Wolsey obtains four dismes.
The object which Wolsey had in view in the convocation was, it may be presumed, attained to his satisfaction. The clergy granted the King ‘four dismes,’ to be paid in yearly instalments.[407] And this was the full amount of taxation usually demanded by English sovereigns from the clergy in time of war, except in cases of extreme urgency.[408]
Whether Bishop Fitzjames succeeded equally well in securing the inhuman object which was nearest to his heart, is not equally clear.
Discussion on the burning of heretics.
But one authentic picture of a scene which there can be little doubt occurred in this Convocation has been preserved, to give a passing glimpse into the nature of the discussion which followed upon the subject of the ‘extirpation of heresy.’ In the course of the debate, the advocates of increased severity against poor Lollards were asked, it seems, to point out, if they could, a single passage in the Canonical Scriptures which commands the capital punishment of heretics. Whereupon an old divine[409] rose from his seat, and with some severity and temper quoted the command of St. Paul to Titus: ‘A man that is an heretic, after the first and second admonition, reject.’ The old man quoted the words as they stand in the Vulgate version: ‘Hæreticum hominem post unam et alteram correptionem devita!’—‘De-vita!’ he repeated with emphasis; and again, louder still, he thundered ‘De-vita!’ till everyone wondered what had happened to the man. At length he proceeded to explain that the meaning of the Latin verb ‘devitare’ being ‘de vita tollere’ (!), the passage in question was clearly a direct command to punish heretics by death![410]

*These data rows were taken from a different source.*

//! Connection detail publishing.
//!
//! Details returned by a Create, or read back when an existing artifact is adopted, are handed to
//! a [`ConnectionPublisher`]. The engine keeps a copy on the in-memory status; it is never
//! serialized.

use async_trait::async_trait;
use jenkins_provider_core::{ConnectionDetails, ResourceKey, SecretRef};

use crate::error::PublishError;

#[async_trait]
pub trait ConnectionPublisher: Send + Sync {
    /// Publish details of the artifact behind `key`. `target` is `None` when the resource did
    /// not ask for its details to be written anywhere.
    async fn publish(
        &self,
        key: &ResourceKey,
        target: Option<&SecretRef>,
        details: &ConnectionDetails,
    ) -> Result<(), PublishError>;

    /// Remove previously published details
    async fn unpublish(
        &self,
        key: &ResourceKey,
        target: Option<&SecretRef>,
    ) -> Result<(), PublishError>;
}

/// Publisher for resources that never write connection details
#[derive(Debug, Clone, Copy, Default)]
pub struct DiscardPublisher;

#[async_trait]
impl ConnectionPublisher for DiscardPublisher {
    async fn publish(
        &self,
        key: &ResourceKey,
        _target: Option<&SecretRef>,
        details: &ConnectionDetails,
    ) -> Result<(), PublishError> {
        tracing::trace!(key = %key, keys = details.len(), "Discarding connection details");
        Ok(())
    }

    async fn unpublish(
        &self,
        _key: &ResourceKey,
        _target: Option<&SecretRef>,
    ) -> Result<(), PublishError> {
        Ok(())
    }
}
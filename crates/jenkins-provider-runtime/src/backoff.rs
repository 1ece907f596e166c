//! Exponential requeue delays.

use std::time::Duration;

/// `delay(n) = min(base * 2^(n-1), max)` for the n-th consecutive failure
#[derive(Debug, Clone, Copy, PartialEq, Eq)]
pub struct BackoffPolicy {
    pub base: Duration,
    pub max: Duration,
}

impl Default for BackoffPolicy {
    fn default() -> Self {
        Self {
            base: Duration::from_secs(1),
            max: Duration::from_secs(300),
        }
    }
}

impl BackoffPolicy {
    pub fn new(base: Duration, max: Duration) -> Self {
        Self {
            base,
            max: max.max(base),
        }
    }

    /// Delay before the retry that follows `failures` consecutive failures
    pub fn delay(&self, failures: u32) -> Duration {
        if failures <= 1 {
            return self.base.min(self.max);
        }
        let exponent = (failures - 1).min(31);
        self.base
            .checked_mul(1u32 << exponent)
            .map_or(self.max, |d| d.min(self.max))
    }

    /// Interval used for failures that retrying will not fix soon
    pub fn capped(&self) -> Duration {
        self.max
    }
}
//! Layered settings for the chatmark client: built-in defaults, an optional
//! TOML file and `CHATMARK_` environment variables, in that order.

mod error;
mod reader;
mod settings;

pub use error::*;
pub use reader::*;
pub use settings::*;
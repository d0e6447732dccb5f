use serde::Deserialize;

/// Prefix of every line that carries an event payload.
pub const DATA_PREFIX: &str = "data: ";

/// Payload that marks the end of the response stream.
pub const DONE_SENTINEL: &str = "[DONE]";

/// What a single transport line means for the fragment sequence.
#[derive(Debug, Clone, PartialEq, Eq)]
pub enum LineEvent {
    /// Nothing to emit: blank, foreign, malformed or content-less lines.
    Skip,
    /// The next piece of message text.
    Delta(String),
    /// The sentinel; no fragments follow.
    Done,
}

/// Chat-completion chunk envelope. Only the path to the delta text is
/// modelled; every other field is ignored.
#[derive(Debug, Deserialize)]
struct Envelope {
    #[serde(default)]
    choices: Vec<Choice>,
}

#[derive(Debug, Deserialize)]
struct Choice {
    delta: Option<Delta>,
}

#[derive(Debug, Deserialize)]
struct Delta {
    content: Option<String>,
}

impl Envelope {
    fn into_content(self) -> Option<String> {
        self.choices
            .into_iter()
            .next()?
            .delta?
            .content
            .filter(|content| !content.is_empty())
    }
}

/// Classify one transport line. Decode failures are never surfaced; the line
/// is skipped instead.
pub fn decode_line(line: &str) -> LineEvent {
    let Some(payload) = line.strip_prefix(DATA_PREFIX) else {
        return LineEvent::Skip;
    };

    if payload == DONE_SENTINEL {
        return LineEvent::Done;
    }

    match serde_json::from_str::<Envelope>(payload) {
        Ok(envelope) => envelope
            .into_content()
            .map_or(LineEvent::Skip, LineEvent::Delta),
        Err(error) => {
            tracing::debug!(error = %error, payload, "Skipping malformed event payload");
            LineEvent::Skip
        }
    }
}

A smile passed round among those members of Convocation who were learned enough to detect the gross ignorance of the old divine; but to the rest his logic appeared perfectly conclusive, and he was allowed to proceed triumphantly to support his position by quoting, again from the Vulgate, the text translated in the English version, ‘Suffer not a witch to live.’ For the word ‘witch’ the Vulgate version has ‘maleficus.’ A heretic, he declared, was clearly ‘maleficus,’ and therefore ought not to be suffered to live. By which conclusive logic the learned members of the Convocation of 1512 were, it is said, for the most part completely carried away.[411]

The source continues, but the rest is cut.